Anubias is more commonly grown attached to rocks and driftwood, not planted in the substrate. 

I, personally, do not like light colored substrate. A dark or blended substrate is more subtle and shows up the plants, rocks and fish better. Many fish will turn pale when kept over a light colored substrate. 

Similar sand to the color you have now includes pool filter sand (check your local swimming pool supply), play sand (not the best for aquariums, too much fine matter, it can compact in the tank and reduce water movement under the substrate, leading to anaerobic conditions), other sand that you might find in masonry, brick, rock, soil or landscape yards. Watch out, some of these materials will be ground limestone or related materials and these will raise the GH, KH, pH and TDS of the water. Not a problem for hard water fish, but not great if your plan includes most Tetras, Barbs, Rasboras and so on. 
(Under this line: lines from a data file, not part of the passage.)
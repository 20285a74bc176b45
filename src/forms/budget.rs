//! Budget forms: a single budget item, a whole month of items, and the
//! allocation rows of one budget.

use super::transaction::{category, transaction_type};
use super::{
    FieldErrors, NON_FIELD_ERRORS, add_error, checkbox, lenient_string, non_negative_amount,
    positive_amount, required_int,
};
use crate::core::calculator::validate_zero_based_allocation;
use crate::core::money::{cents_to_decimal, format_cents};
use crate::entities::TransactionType;
use serde::Deserialize;
use std::collections::HashSet;

/// Earliest year accepted by [`MultiBudgetForm`].
pub const MIN_BUDGET_YEAR: i32 = 1900;

const INVALID_CHOICE: &str = "Select a valid choice.";

/// Raw input for one budget envelope
#[derive(Debug, Clone, Default, Deserialize)]
pub struct BudgetItemForm {
    /// TransactionType name
    #[serde(rename = "type", default, deserialize_with = "lenient_string")]
    pub budget_type: Option<String>,
    /// Category name
    #[serde(default, deserialize_with = "lenient_string")]
    pub category: Option<String>,
    /// Planned dollar amount
    #[serde(default, deserialize_with = "lenient_string")]
    pub amount: Option<String>,
    /// Checkbox value
    #[serde(default, deserialize_with = "lenient_string")]
    pub allow_carry_over: Option<String>,
}

/// Validated budget envelope
#[derive(Debug, Clone, PartialEq, Eq)]
pub struct CleanedBudgetItem {
    /// Classification
    pub budget_type: TransactionType,
    /// Category name
    pub category: String,
    /// Planned amount in cents
    pub amount_cents: i64,
    /// Roll the remainder into next month
    pub allow_carry_over: bool,
}

impl BudgetItemForm {
    /// Validates the item, prefixing error keys with `prefix`.
    fn validate_into(&self, errors: &mut FieldErrors, prefix: &str) -> Option<CleanedBudgetItem> {
        let key = |field: &str| format!("{prefix}{field}");
        let before = errors.len();

        let budget_type = transaction_type(
            errors,
            &key("type"),
            self.budget_type.as_deref(),
            INVALID_CHOICE,
        );
        let category = category(errors, &key("category"), self.category.as_deref());
        let amount_cents = positive_amount(errors, &key("amount"), self.amount.as_deref());

        if errors.len() != before {
            return None;
        }
        Some(CleanedBudgetItem {
            budget_type: budget_type?,
            category: category?,
            amount_cents: amount_cents?,
            allow_carry_over: checkbox(self.allow_carry_over.as_deref()),
        })
    }

    /// Validates a standalone item.
    pub fn validate(&self) -> Result<CleanedBudgetItem, FieldErrors> {
        let mut errors = FieldErrors::new();
        self.validate_into(&mut errors, "").ok_or(errors)
    }
}

/// Raw input for a month of budgets
#[derive(Debug, Clone, Default, Deserialize)]
pub struct MultiBudgetForm {
    /// Budget year
    #[serde(default, deserialize_with = "lenient_string")]
    pub year: Option<String>,
    /// Budget month, 1-12
    #[serde(default, deserialize_with = "lenient_string")]
    pub month: Option<String>,
    /// One entry per envelope
    #[serde(default)]
    pub budgets: Vec<BudgetItemForm>,
}

/// Validated month of budgets
#[derive(Debug, Clone, PartialEq, Eq)]
pub struct CleanedMultiBudget {
    /// Budget year
    pub year: i32,
    /// Budget month
    pub month: u32,
    /// Envelopes, no two with the same (category, type)
    pub items: Vec<CleanedBudgetItem>,
}

/// Parses the year and month of a budget period.
fn budget_period(
    errors: &mut FieldErrors,
    year: Option<&str>,
    month: Option<&str>,
) -> (Option<i32>, Option<u32>) {
    let year = required_int::<i32>(errors, "year", year).filter(|year| {
        let ok = *year >= MIN_BUDGET_YEAR;
        if !ok {
            add_error(
                errors,
                "year",
                format!("Ensure this value is greater than or equal to {MIN_BUDGET_YEAR}."),
            );
        }
        ok
    });
    let month = required_int::<i64>(errors, "month", month)
        .filter(|month| {
            let ok = (1..=12).contains(month);
            if !ok {
                add_error(errors, "month", "Month must be between 1 and 12.");
            }
            ok
        })
        .and_then(|m| u32::try_from(m).ok());
    (year, month)
}

impl MultiBudgetForm {
    /// Validates the period, every item, and that no (category, type) pair repeats.
    pub fn validate(&self) -> Result<CleanedMultiBudget, FieldErrors> {
        let mut errors = FieldErrors::new();

        let (year, month) = budget_period(&mut errors, self.year.as_deref(), self.month.as_deref());

        if self.budgets.is_empty() {
            add_error(&mut errors, "budgets", "At least one budget item is required.");
        }

        let mut items = Vec::with_capacity(self.budgets.len());
        let mut seen: HashSet<(String, TransactionType)> = HashSet::new();
        for (index, item) in self.budgets.iter().enumerate() {
            let prefix = format!("budgets[{index}].");
            let Some(cleaned) = item.validate_into(&mut errors, &prefix) else {
                continue;
            };
            if !seen.insert((cleaned.category.clone(), cleaned.budget_type)) {
                add_error(
                    &mut errors,
                    NON_FIELD_ERRORS,
                    format!(
                        "Duplicate entry found: {} ({}) appears more than once.",
                        cleaned.category,
                        cleaned.budget_type.name()
                    ),
                );
                continue;
            }
            items.push(cleaned);
        }

        match (year, month) {
            (Some(year), Some(month)) if errors.is_empty() => Ok(CleanedMultiBudget {
                year,
                month,
                items,
            }),
            _ => Err(errors),
        }
    }
}

/// Raw input for one budget slot of a month
#[derive(Debug, Clone, Default, Deserialize)]
pub struct BudgetSlotForm {
    /// Budget year
    #[serde(default, deserialize_with = "lenient_string")]
    pub year: Option<String>,
    /// Budget month, 1-12
    #[serde(default, deserialize_with = "lenient_string")]
    pub month: Option<String>,
    /// The envelope itself
    #[serde(flatten)]
    pub item: BudgetItemForm,
}

/// Validated budget slot
#[derive(Debug, Clone, PartialEq, Eq)]
pub struct CleanedBudgetSlot {
    /// Budget year
    pub year: i32,
    /// Budget month
    pub month: u32,
    /// Envelope values
    pub item: CleanedBudgetItem,
}

impl BudgetSlotForm {
    /// Validates the period and the item together.
    pub fn validate(&self) -> Result<CleanedBudgetSlot, FieldErrors> {
        let mut errors = FieldErrors::new();
        let (year, month) = budget_period(&mut errors, self.year.as_deref(), self.month.as_deref());
        let item = self.item.validate_into(&mut errors, "");
        match (year, month, item) {
            (Some(year), Some(month), Some(item)) if errors.is_empty() => {
                Ok(CleanedBudgetSlot { year, month, item })
            }
            _ => Err(errors),
        }
    }
}

/// One allocation row
#[derive(Debug, Clone, Default, Deserialize)]
pub struct AllocationRow {
    /// Catalog category id
    #[serde(default, deserialize_with = "lenient_string")]
    pub category_id: Option<String>,
    /// Dollar amount, may be zero
    #[serde(default, deserialize_with = "lenient_string")]
    pub amount: Option<String>,
}

/// Raw allocation input for one budget
#[derive(Debug, Clone, Default, Deserialize)]
pub struct AllocationForm {
    /// Allocation rows
    #[serde(default)]
    pub allocations: Vec<AllocationRow>,
}

/// Validated allocation, amounts in cents
#[derive(Debug, Clone, Copy, PartialEq, Eq)]
pub struct CleanedAllocation {
    /// Catalog category id
    pub category_id: i64,
    /// Amount in cents
    pub allocated_cents: i64,
}

impl AllocationForm {
    /// Validates the rows and checks they add up to `budget_cents` exactly.
    pub fn validate(&self, budget_cents: i64) -> Result<Vec<CleanedAllocation>, FieldErrors> {
        let mut errors = FieldErrors::new();
        let mut cleaned = Vec::with_capacity(self.allocations.len());
        let mut seen = HashSet::new();

        for (index, row) in self.allocations.iter().enumerate() {
            let prefix = format!("allocations[{index}].");
            let category_id = required_int::<i64>(
                &mut errors,
                &format!("{prefix}category_id"),
                row.category_id.as_deref(),
            );
            let amount = non_negative_amount(
                &mut errors,
                &format!("{prefix}amount"),
                row.amount.as_deref(),
            );
            let (Some(category_id), Some(allocated_cents)) = (category_id, amount) else {
                continue;
            };
            if !seen.insert(category_id) {
                add_error(
                    &mut errors,
                    NON_FIELD_ERRORS,
                    format!("Category '{category_id}' appears more than once."),
                );
                continue;
            }
            cleaned.push(CleanedAllocation {
                category_id,
                allocated_cents,
            });
        }

        if !errors.is_empty() {
            return Err(errors);
        }

        let amounts: Vec<_> = cleaned
            .iter()
            .map(|a| cents_to_decimal(a.allocated_cents))
            .collect();
        if !validate_zero_based_allocation(&amounts, cents_to_decimal(budget_cents)) {
            let total: i64 = cleaned.iter().map(|a| a.allocated_cents).sum();
            let diff = budget_cents - total;
            let message = if diff > 0 {
                format!("You still have ${} unallocated.", format_cents(diff))
            } else {
                format!("You've over-allocated by ${}.", format_cents(-diff))
            };
            add_error(&mut errors, NON_FIELD_ERRORS, message);
            return Err(errors);
        }

        Ok(cleaned)
    }
}
//! User settings entity - per-user switches for each scheduled email.

use sea_orm::entity::prelude::*;
use serde::{Deserialize, Serialize};

/// User settings database model
#[derive(Clone, Debug, PartialEq, Eq, DeriveEntityModel, Serialize, Deserialize)]
#[sea_orm(table_name = "user_settings")]
pub struct Model {
    /// Unique identifier
    #[sea_orm(primary_key)]
    #[serde(skip_serializing)]
    pub id: i64,
    /// Owning user, one row per user
    #[sea_orm(unique)]
    #[serde(skip_serializing)]
    pub user_id: i64,
    /// Send the "log your expenses" nudge
    pub weekly_reminder_enabled: bool,
    /// Send the seven-day spending summary
    pub weekly_summary_enabled: bool,
    /// Send the monthly summary
    pub monthly_summary_enabled: bool,
    /// Send the year in review
    pub yearly_summary_enabled: bool,
    /// When the row was created
    #[serde(skip_serializing)]
    pub created_at: DateTimeUtc,
    /// When the row was last modified
    #[serde(skip_serializing)]
    pub updated_at: DateTimeUtc,
}

/// Defines relationships between settings and users
#[derive(Copy, Clone, Debug, EnumIter, DeriveRelation)]
pub enum Relation {
    /// Each settings row belongs to one user
    #[sea_orm(
        belongs_to = "super::user::Entity",
        from = "Column::UserId",
        to = "super::user::Column::Id",
        on_delete = "Cascade"
    )]
    User,
}

impl Related<super::user::Entity> for Entity {
    fn to() -> RelationDef {
        Relation::User.def()
    }
}

impl ActiveModelBehavior for ActiveModel {}
//! Internal transfer endpoints.

use super::{AppState, session::CurrentUser};
use crate::{
    core::transfer::{
        create_transfer, delete_transfer, list_transfers_for_budget, list_transfers_for_period,
    },
    errors::Result,
    forms::transfer::InternalTransferForm,
};
use axum::{
    Json, Router,
    extract::{Path, Query, State},
    http::StatusCode,
    response::{IntoResponse, Response},
    routing::{get, post},
};
use serde::Deserialize;
use serde_json::{Value, json};

/// Routes of this module.
pub fn routes() -> Router<AppState> {
    Router::new()
        .route("/transfers", get(list))
        .route("/transfers/create", post(create))
        .route("/transfers/:id/delete", post(delete).delete(delete))
}

/// POST /transfers/create
pub async fn create(
    State(state): State<AppState>,
    CurrentUser(user): CurrentUser,
    Json(form): Json<InternalTransferForm>,
) -> Result<Json<Value>> {
    let input = form.validate()?;
    let transfer = create_transfer(&state.db, user.id, input).await?;
    Ok(Json(json!({
        "success": true,
        "transfer_id": transfer.id,
        "source_budget_id": transfer.source_budget_id,
        "destination_budget_id": transfer.destination_budget_id,
    })))
}

/// Query of the transfer list.
#[derive(Debug, Default, Deserialize)]
pub struct TransferQuery {
    /// One budget
    pub budget_id: Option<i64>,
    /// Or every budget of a month
    pub year: Option<i32>,
    /// Month of `year`
    pub month: Option<u32>,
}

/// GET /transfers?budget_id= or ?year=&month=
pub async fn list(
    State(state): State<AppState>,
    CurrentUser(user): CurrentUser,
    Query(query): Query<TransferQuery>,
) -> Result<Response> {
    let transfers = match (query.budget_id, query.year, query.month) {
        (Some(budget_id), _, _) => list_transfers_for_budget(&state.db, user.id, budget_id).await?,
        (None, Some(year), Some(month)) => {
            list_transfers_for_period(&state.db, user.id, year, month).await?
        }
        _ => {
            return Ok((
                StatusCode::BAD_REQUEST,
                Json(json!({
                    "success": false,
                    "error": "Either budget_id or year/month must be provided",
                })),
            )
                .into_response());
        }
    };
    Ok(Json(json!({ "success": true, "transfers": transfers })).into_response())
}

/// POST or DELETE /transfers/:id/delete
pub async fn delete(
    State(state): State<AppState>,
    CurrentUser(user): CurrentUser,
    Path(id): Path<i64>,
) -> Result<Json<Value>> {
    delete_transfer(&state.db, user.id, id).await?;
    Ok(Json(json!({ "success": true })))
}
Sand does not hold fertilizers very well. A clay based material has high Cationic Exchange Capacity, which means it holds ferts in a way that plants can use them, sort of a reserve of fertilizers, available as needed. Montmorillonite Clays are good in aquariums for this reason. The clay particles are compressed together into chips, yet the high CEC of clay is still there. Kitty Litter, Oil Dry and similar materials are the lightest in color, most similar to the towel. 
Safe-T-Zorb is the same material, but in the colors of soft greys and tans. Very subtle, but still lighter than most browns and blacks.


----------



## soundtweakers (Oct 12, 2005)

Thank you Diana for all the info, very helpful info indeed. Guess it helps if I described my plan for this tank a little more. 

I'm attempting a biotope type with minimal plants(Anubia nana tied down on small stones), going to run the tank like a discus tank(high temps, soft water, neutral to slightly acidic PH), still deciding on the fish. Might utilize some driftwood for the tanin. See the google image below.


----------



## soundtweakers (Oct 12, 2005)

anyone used these before?


----------



## 180g (May 20, 2014)

welcome back to TPT!


I haven't but make sure to read ingredients to make sure there's no additives.


----------



## WalaxR (Jan 16, 2014)

I've heard from friends that oil-dry breaks down and turns to mush very quickly as opposed to safe-T-sorb which stays nice and firm.


----------



## lauraleellbp (Feb 3, 2008)

If you're just going to have ferns like Anubias in there, why not pool filter sand?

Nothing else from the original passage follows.